A photo link to video of "Breathe" rehearsal at the Buchanan Kiewit Wellness Center pool.
Take a sneak peek at what “Breathe: a multi-disciplinary water opera” will look like this weekend in Lawrence University’s Buchanan Kiewit Wellness Center pool. It will be performed Saturday and Sunday.

Story by Ed Berthiaume / Communications

Odds are, you haven’t seen anything like this before.

Yes, it’s an opera performance. And, yes, many of the usual expectations are there — there are opera singers and percussionists, trumpets, a cello, even a flute. There are dancers and a keyboardist and a bass player. Tuxedos will be worn. 

But there’s a twist.

The stage? Well, it’s a swimming pool. A fully functioning swimming pool.

Welcome to Breathe: a multi-disciplinary water opera, set to be staged this weekend at the Buchanan Kiewit Wellness Center pool at Lawrence University. Showtimes are 8 p.m. Saturday and Sunday.

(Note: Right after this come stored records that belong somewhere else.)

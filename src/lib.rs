pub mod cli;
pub mod config;
pub mod error;
pub mod export;
pub mod graph;
pub mod ingest;
pub mod search;
// src/search/mod.rs
//! Randomized constrained subgraph search over the pairing graph.
//!
//! The searcher only reads edge weights and neighbor lists; the graph is
//! never mutated. Parallel searches from different start ingredients may
//! share one graph as long as each carries its own frontier state.

pub mod frontier;

use std::collections::HashSet;

use rand::Rng;

use crate::error::{MixError, Result};
use crate::graph::PairingGraph;
pub use frontier::Frontier;

/// Tunables for the gated probabilistic search.
#[derive(Debug, Clone)]
pub struct SearchParams {
    /// Upper bound on the number of ingredients in the result.
    pub max_nodes: usize,
    /// Slack for the connectivity gate: an accepted candidate may lack a
    /// link to at most this many already-chosen nodes.
    pub min_connections: usize,
    /// Edges below this weight do not count as connections.
    pub min_weight: f64,
    /// Number of top frontier entries entering the probabilistic pick.
    /// `1` degenerates to pure greedy.
    pub k: usize,
}

impl Default for SearchParams {
    fn default() -> Self {
        Self {
            max_nodes: 5,
            min_connections: 2,
            min_weight: 0.02,
            k: 5,
        }
    }
}

/// A generated recipe: the chosen ingredients (in acceptance order) and
/// the accumulated weight of their qualifying edges.
#[derive(Debug, Clone, PartialEq)]
pub struct Recipe {
    pub ingredients: Vec<String>,
    pub total_weight: f64,
}

/// Expands a connected ingredient set from `start`.
///
/// Each round draws a candidate from the top-`k` frontier entries with
/// probability proportional to edge weight, then admits it only if it is
/// connected, by edges of at least `min_weight`, to all but
/// `min_connections` of the nodes already chosen. A rejected candidate
/// is discarded for good. The search stops once `max_nodes` ingredients
/// are chosen or the frontier runs dry; a short result is not an error.
///
/// The caller supplies the random source, so a fixed seed reproduces the
/// same recipe.
///
/// # Errors
///
/// Returns [`MixError::InvalidStart`] if `start` is not in the graph.
pub fn search<R: Rng>(
    graph: &PairingGraph,
    start: &str,
    params: &SearchParams,
    rng: &mut R,
) -> Result<Recipe> {
    if !graph.contains(start) {
        return Err(MixError::InvalidStart(start.to_string()));
    }

    let mut visited: HashSet<String> = HashSet::new();
    let mut order: Vec<String> = Vec::new();
    let mut total_weight = 0.0;
    let mut frontier = Frontier::new();
    frontier.push(0.0, start.to_string());

    while visited.len() < params.max_nodes {
        let Some(candidate) = frontier.select(params.k, rng) else {
            break;
        };
        frontier.remove_all(&candidate);

        // Connectivity gate: qualifying links into the chosen set.
        let connections: Vec<f64> = visited
            .iter()
            .filter_map(|v| graph.edge_weight(&candidate, v))
            .filter(|&w| w >= params.min_weight)
            .collect();
        let required = visited.len().saturating_sub(params.min_connections);
        if connections.len() < required {
            continue;
        }

        visited.insert(candidate.clone());
        order.push(candidate.clone());
        total_weight += connections.iter().sum::<f64>();

        // Duplicate frontier entries for a node already discovered via
        // another edge are intended; they bias the draw toward it.
        for (neighbor, weight) in graph.neighbors(&candidate) {
            if !visited.contains(neighbor) {
                frontier.push(weight, neighbor.to_string());
            }
        }
    }

    Ok(Recipe {
        ingredients: order,
        total_weight,
    })
}

/// The earlier deterministic variant: always expand the single
/// best-weight frontier entry and accept it unconditionally. No gate, no
/// randomness; the accepting entry's own weight is what accumulates.
///
/// # Errors
///
/// Returns [`MixError::InvalidStart`] if `start` is not in the graph.
pub fn search_greedy(graph: &PairingGraph, start: &str, max_nodes: usize) -> Result<Recipe> {
    if !graph.contains(start) {
        return Err(MixError::InvalidStart(start.to_string()));
    }

    let mut visited: HashSet<String> = HashSet::new();
    let mut order: Vec<String> = Vec::new();
    let mut total_weight = 0.0;
    let mut frontier = Frontier::new();
    frontier.push(0.0, start.to_string());

    while visited.len() < max_nodes {
        let Some((weight, current)) = frontier.pop_best() else {
            break;
        };
        if visited.contains(&current) {
            continue;
        }

        visited.insert(current.clone());
        order.push(current.clone());
        total_weight += weight;

        for (neighbor, w) in graph.neighbors(&current) {
            if !visited.contains(neighbor) {
                frontier.push(w, neighbor.to_string());
            }
        }
    }

    Ok(Recipe {
        ingredients: order,
        total_weight,
    })
}
// tests/unit_search.rs
//! Tests for the gated probabilistic search and the deterministic
//! greedy variant.

use mixgraph_core::error::MixError;
use mixgraph_core::graph::PairingGraph;
use mixgraph_core::search::{self, Frontier, SearchParams};
use rand::rngs::SmallRng;
use rand::SeedableRng;

fn approx(a: f64, b: f64) -> bool {
    (a - b).abs() < 1e-9
}

/// The reference scenario: vodka-lime 0.4, vodka-soda 0.3, lime-mint
/// 0.2, vodka-mint 0.1, sugar unconnected.
fn cocktail_graph() -> PairingGraph {
    let mut g = PairingGraph::new();
    g.set_edge("vodka", "lime", 0.4);
    g.set_edge("vodka", "soda", 0.3);
    g.set_edge("lime", "mint", 0.2);
    g.set_edge("vodka", "mint", 0.1);
    g.add_node("sugar");
    g
}

fn params(max_nodes: usize, min_connections: usize, min_weight: f64, k: usize) -> SearchParams {
    SearchParams {
        max_nodes,
        min_connections,
        min_weight,
        k,
    }
}

#[test]
fn test_reference_scenario_greedy_pick() {
    // vodka first (seed entry), then lime (0.4 beats everything, gate
    // trivially satisfied), then soda (0.3 beats both mint entries; one
    // connection >= max(2-2, 0) clears the gate).
    let g = cocktail_graph();
    let mut rng = SmallRng::seed_from_u64(7);
    let recipe = search::search(&g, "vodka", &params(3, 2, 0.05, 1), &mut rng).unwrap();

    assert_eq!(recipe.ingredients, vec!["vodka", "lime", "soda"]);
    assert!(approx(recipe.total_weight, 0.7), "got {}", recipe.total_weight);
}

#[test]
fn test_k1_is_deterministic() {
    let g = cocktail_graph();
    let p = params(4, 2, 0.05, 1);

    let mut rng_a = SmallRng::seed_from_u64(1);
    let mut rng_b = SmallRng::seed_from_u64(987_654_321);
    let a = search::search(&g, "vodka", &p, &mut rng_a).unwrap();
    let b = search::search(&g, "vodka", &p, &mut rng_b).unwrap();

    assert_eq!(a, b, "k=1 must ignore the random source");
}

#[test]
fn test_same_seed_reproduces_probabilistic_runs() {
    let g = cocktail_graph();
    let p = params(4, 2, 0.05, 3);

    let mut rng_a = SmallRng::seed_from_u64(42);
    let mut rng_b = SmallRng::seed_from_u64(42);
    let a = search::search(&g, "vodka", &p, &mut rng_a).unwrap();
    let b = search::search(&g, "vodka", &p, &mut rng_b).unwrap();

    assert_eq!(a, b, "identical seeds must yield identical recipes");
}

#[test]
fn test_invalid_start() {
    let g = cocktail_graph();
    let mut rng = SmallRng::seed_from_u64(0);
    let err = search::search(&g, "absinthe", &params(3, 2, 0.05, 1), &mut rng).unwrap_err();
    assert!(matches!(err, MixError::InvalidStart(name) if name == "absinthe"));
}

#[test]
fn test_never_exceeds_max_nodes() {
    // Complete graph over five nodes, everything connected.
    let names = ["a", "b", "c", "d", "e"];
    let mut g = PairingGraph::new();
    for i in 0..names.len() {
        for j in (i + 1)..names.len() {
            g.set_edge(names[i], names[j], 1.0);
        }
    }

    let mut rng = SmallRng::seed_from_u64(5);
    let recipe = search::search(&g, "a", &params(3, 5, 0.0, 2), &mut rng).unwrap();
    assert_eq!(recipe.ingredients.len(), 3);
}

#[test]
fn test_exhausted_frontier_returns_short_result() {
    let mut g = PairingGraph::new();
    g.set_edge("gin", "tonic", 1.0);

    let mut rng = SmallRng::seed_from_u64(3);
    let recipe = search::search(&g, "gin", &params(10, 2, 0.0, 1), &mut rng).unwrap();
    assert_eq!(recipe.ingredients.len(), 2, "short result is valid");
}

#[test]
fn test_connectivity_gate_rejects() {
    // c links only to a; once {a, b} are chosen, min_connections = 0
    // demands two qualifying links, so c is rejected and discarded.
    let mut g = PairingGraph::new();
    g.set_edge("a", "b", 1.0);
    g.set_edge("a", "c", 0.9);

    let mut rng = SmallRng::seed_from_u64(11);
    let recipe = search::search(&g, "a", &params(5, 0, 0.5, 1), &mut rng).unwrap();

    assert_eq!(recipe.ingredients, vec!["a", "b"]);
    assert!(approx(recipe.total_weight, 1.0));
}

#[test]
fn test_min_weight_excludes_weak_edges_from_total() {
    // b-c exists but is below min_weight: it neither counts as a
    // connection nor contributes to the accumulated weight.
    let mut g = PairingGraph::new();
    g.set_edge("a", "b", 1.0);
    g.set_edge("a", "c", 0.9);
    g.set_edge("b", "c", 0.01);

    let mut rng = SmallRng::seed_from_u64(2);
    let recipe = search::search(&g, "a", &params(3, 2, 0.05, 1), &mut rng).unwrap();

    assert_eq!(recipe.ingredients, vec!["a", "b", "c"]);
    assert!(approx(recipe.total_weight, 1.9), "got {}", recipe.total_weight);
}

#[test]
fn test_isolated_start_yields_only_itself() {
    let g = cocktail_graph();
    let mut rng = SmallRng::seed_from_u64(4);
    let recipe = search::search(&g, "sugar", &params(5, 2, 0.05, 1), &mut rng).unwrap();
    assert_eq!(recipe.ingredients, vec!["sugar"]);
    assert!(approx(recipe.total_weight, 0.0));
}

#[test]
fn test_max_nodes_zero() {
    let g = cocktail_graph();
    let mut rng = SmallRng::seed_from_u64(4);
    let recipe = search::search(&g, "vodka", &params(0, 2, 0.05, 1), &mut rng).unwrap();
    assert!(recipe.ingredients.is_empty());
}

#[test]
fn test_greedy_variant_reference_scenario() {
    // Accepts unconditionally and accumulates the accepting entry's
    // weight: vodka(0) -> lime(0.4) -> soda(0.3).
    let g = cocktail_graph();
    let recipe = search::search_greedy(&g, "vodka", 3).unwrap();

    assert_eq!(recipe.ingredients, vec!["vodka", "lime", "soda"]);
    assert!(approx(recipe.total_weight, 0.7));
}

#[test]
fn test_greedy_invalid_start() {
    let g = cocktail_graph();
    let err = search::search_greedy(&g, "mezcal", 3).unwrap_err();
    assert!(matches!(err, MixError::InvalidStart(_)));
}

#[test]
fn test_frontier_orders_and_breaks_ties_stably() {
    let mut f = Frontier::new();
    f.push(0.4, "second".to_string());
    f.push(0.4, "third".to_string());
    f.push(0.5, "first".to_string());

    assert_eq!(f.pop_best().unwrap().1, "first");
    assert_eq!(f.pop_best().unwrap().1, "second", "ties keep insertion order");
    assert_eq!(f.pop_best().unwrap().1, "third");
    assert!(f.is_empty());
}

#[test]
fn test_frontier_select_k1_takes_best() {
    let mut f = Frontier::new();
    f.push(0.1, "weak".to_string());
    f.push(0.9, "strong".to_string());

    let mut rng = SmallRng::seed_from_u64(99);
    for _ in 0..10 {
        assert_eq!(f.select(1, &mut rng).as_deref(), Some("strong"));
    }
}

#[test]
fn test_frontier_keeps_duplicates_and_removes_them_together() {
    let mut f = Frontier::new();
    f.push(0.3, "mint".to_string());
    f.push(0.1, "mint".to_string());
    f.push(0.2, "soda".to_string());
    assert_eq!(f.len(), 3, "duplicates are kept");

    f.remove_all("mint");
    assert_eq!(f.len(), 1);
    assert_eq!(f.pop_best().unwrap().1, "soda");
}

#[test]
fn test_frontier_single_zero_weight_entry() {
    // The seed entry carries weight 0 and must still be selectable.
    let mut f = Frontier::new();
    f.push(0.0, "start".to_string());

    let mut rng = SmallRng::seed_from_u64(0);
    assert_eq!(f.select(5, &mut rng).as_deref(), Some("start"));
}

“When we normally consider the arts, we put it on a stage and we sit, and there it is,” said Loren Kiyoshi Dempster, the composer and musical director for the production. “But here the audience is going to interact in a much different way.”

The mastermind behind Breathe is Gabriel Forestieri, a Boston-based choreographer and director who teamed with Dempster two years ago to stage the water opera at Middlebury College in Vermont. He, along with Dempster and author and visual artist Adrian Jevicki, will try to bring that same magic to the pool at Lawrence this weekend, an invitation that came from Margaret Sunghe Paek, who is married to Dempster, is an instructor of dance in the Lawrence Conservatory of Music and curates the Lawrence Dance Series.

“I saw the video of them in the water,” Paek said. “I said, ‘We need to bring that here to Lawrence. We need to bring some version of that here.”

It’s taken two years, but it’s finally here. This version is heavier on musicians than the one at Middlebury, a nod to the diverse talents available courtesy of the Lawrence Conservatory of Music.

Unusual as it might be, it wasn’t a hard sell, Dempster said.

“With the conservatory here and the wealth of really great musicianship available and people who are really excited to try something different, you find there is a curiosity there,” Dempster said. “It’s really doubled in size.”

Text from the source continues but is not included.